→ **THE TASK**
Here is the listing. Print it exactly.
[Start of Attachment]
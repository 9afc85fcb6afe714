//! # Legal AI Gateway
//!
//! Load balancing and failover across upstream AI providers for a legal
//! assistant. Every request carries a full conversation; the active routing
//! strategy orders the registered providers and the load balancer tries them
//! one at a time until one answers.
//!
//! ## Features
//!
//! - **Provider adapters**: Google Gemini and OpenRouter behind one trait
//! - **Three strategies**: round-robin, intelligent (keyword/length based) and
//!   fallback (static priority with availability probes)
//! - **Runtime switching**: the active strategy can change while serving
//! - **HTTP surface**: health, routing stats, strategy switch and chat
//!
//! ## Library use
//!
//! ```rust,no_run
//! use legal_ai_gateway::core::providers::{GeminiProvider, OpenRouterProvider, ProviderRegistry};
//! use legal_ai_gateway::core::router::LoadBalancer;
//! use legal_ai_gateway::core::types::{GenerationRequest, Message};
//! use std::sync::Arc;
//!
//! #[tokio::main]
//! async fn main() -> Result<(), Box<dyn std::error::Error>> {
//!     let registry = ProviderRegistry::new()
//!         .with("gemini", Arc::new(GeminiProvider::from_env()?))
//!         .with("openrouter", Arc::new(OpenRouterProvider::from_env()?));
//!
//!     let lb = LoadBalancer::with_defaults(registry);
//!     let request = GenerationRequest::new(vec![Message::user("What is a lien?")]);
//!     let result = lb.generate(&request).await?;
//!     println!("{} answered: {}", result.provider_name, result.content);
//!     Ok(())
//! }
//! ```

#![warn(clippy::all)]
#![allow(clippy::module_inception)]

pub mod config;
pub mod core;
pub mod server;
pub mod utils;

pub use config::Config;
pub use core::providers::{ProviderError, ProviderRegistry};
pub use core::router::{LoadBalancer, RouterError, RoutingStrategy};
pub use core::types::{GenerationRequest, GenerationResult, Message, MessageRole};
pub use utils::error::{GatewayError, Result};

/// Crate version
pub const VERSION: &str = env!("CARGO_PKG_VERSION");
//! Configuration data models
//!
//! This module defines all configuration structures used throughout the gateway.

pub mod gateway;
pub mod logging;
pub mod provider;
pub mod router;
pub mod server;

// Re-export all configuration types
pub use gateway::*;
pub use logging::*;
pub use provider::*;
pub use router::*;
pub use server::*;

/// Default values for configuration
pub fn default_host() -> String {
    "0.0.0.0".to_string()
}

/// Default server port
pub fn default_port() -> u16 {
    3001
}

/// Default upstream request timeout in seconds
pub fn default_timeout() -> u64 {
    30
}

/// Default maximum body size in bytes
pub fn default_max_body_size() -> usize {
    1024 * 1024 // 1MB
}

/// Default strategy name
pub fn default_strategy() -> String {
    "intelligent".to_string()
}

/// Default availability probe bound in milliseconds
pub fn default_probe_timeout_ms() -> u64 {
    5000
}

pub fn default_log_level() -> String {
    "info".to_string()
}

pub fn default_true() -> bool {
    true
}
[End of Attachment]
→ **EXPECTED ANSWER**
repository 9afc85fcb6afe714
//! # Legal AI Gateway
//!
//! Load balancing and failover across upstream AI providers for a legal
//! assistant. Every request carries a full conversation; the active routing
//! strategy orders the registered providers and the load balancer tries them
//! one at a time until one answers.
//!
//! ## Features
//!
//! - **Provider adapters**: Google Gemini and OpenRouter behind one trait
//! - **Three strategies**: round-robin, intelligent (keyword/length based) and
//!   fallback (static priority with availability probes)
//! - **Runtime switching**: the active strategy can change while serving
//! - **HTTP surface**: health, routing stats, strategy switch and chat
//!
//! ## Library use
//!
//! ```rust,no_run
//! use legal_ai_gateway::core::providers::{GeminiProvider, OpenRouterProvider, ProviderRegistry};
//! use legal_ai_gateway::core::router::LoadBalancer;
//! use legal_ai_gateway::core::types::{GenerationRequest, Message};
//! use std::sync::Arc;
//!
//! #[tokio::main]
//! async fn main() -> Result<(), Box<dyn std::error::Error>> {
//!     let registry = ProviderRegistry::new()
//!         .with("gemini", Arc::new(GeminiProvider::from_env()?))
//!         .with("openrouter", Arc::new(OpenRouterProvider::from_env()?));
//!
//!     let lb = LoadBalancer::with_defaults(registry);
//!     let request = GenerationRequest::new(vec![Message::user("What is a lien?")]);
//!     let result = lb.generate(&request).await?;
//!     println!("{} answered: {}", result.provider_name, result.content);
//!     Ok(())
//! }
//! ```

#![warn(clippy::all)]
#![allow(clippy::module_inception)]

pub mod config;
pub mod core;
pub mod server;
pub mod utils;

pub use config::Config;
pub use core::providers::{ProviderError, ProviderRegistry};
pub use core::router::{LoadBalancer, RouterError, RoutingStrategy};
pub use core::types::{GenerationRequest, GenerationResult, Message, MessageRole};
pub use utils::error::{GatewayError, Result};

/// Crate version
pub const VERSION: &str = env!("CARGO_PKG_VERSION");
//! Configuration data models
//!
//! This module defines all configuration structures used throughout the gateway.

pub mod gateway;
pub mod logging;
pub mod provider;
pub mod router;
pub mod server;

// Re-export all configuration types
pub use gateway::*;
pub use logging::*;
pub use provider::*;
pub use router::*;
pub use server::*;

/// Default values for configuration
pub fn default_host() -> String {
    "0.0.0.0".to_string()
}

/// Default server port
pub fn default_port() -> u16 {
    3001
}

/// Default upstream request timeout in seconds
pub fn default_timeout() -> u64 {
    30
}

/// Default maximum body size in bytes
pub fn default_max_body_size() -> usize {
    1024 * 1024 // 1MB
}

/// Default strategy name
pub fn default_strategy() -> String {
    "intelligent".to_string()
}

/// Default availability probe bound in milliseconds
pub fn default_probe_timeout_ms() -> u64 {
    5000
}

pub fn default_log_level() -> String {
    "info".to_string()
}

pub fn default_true() -> bool {
    true
}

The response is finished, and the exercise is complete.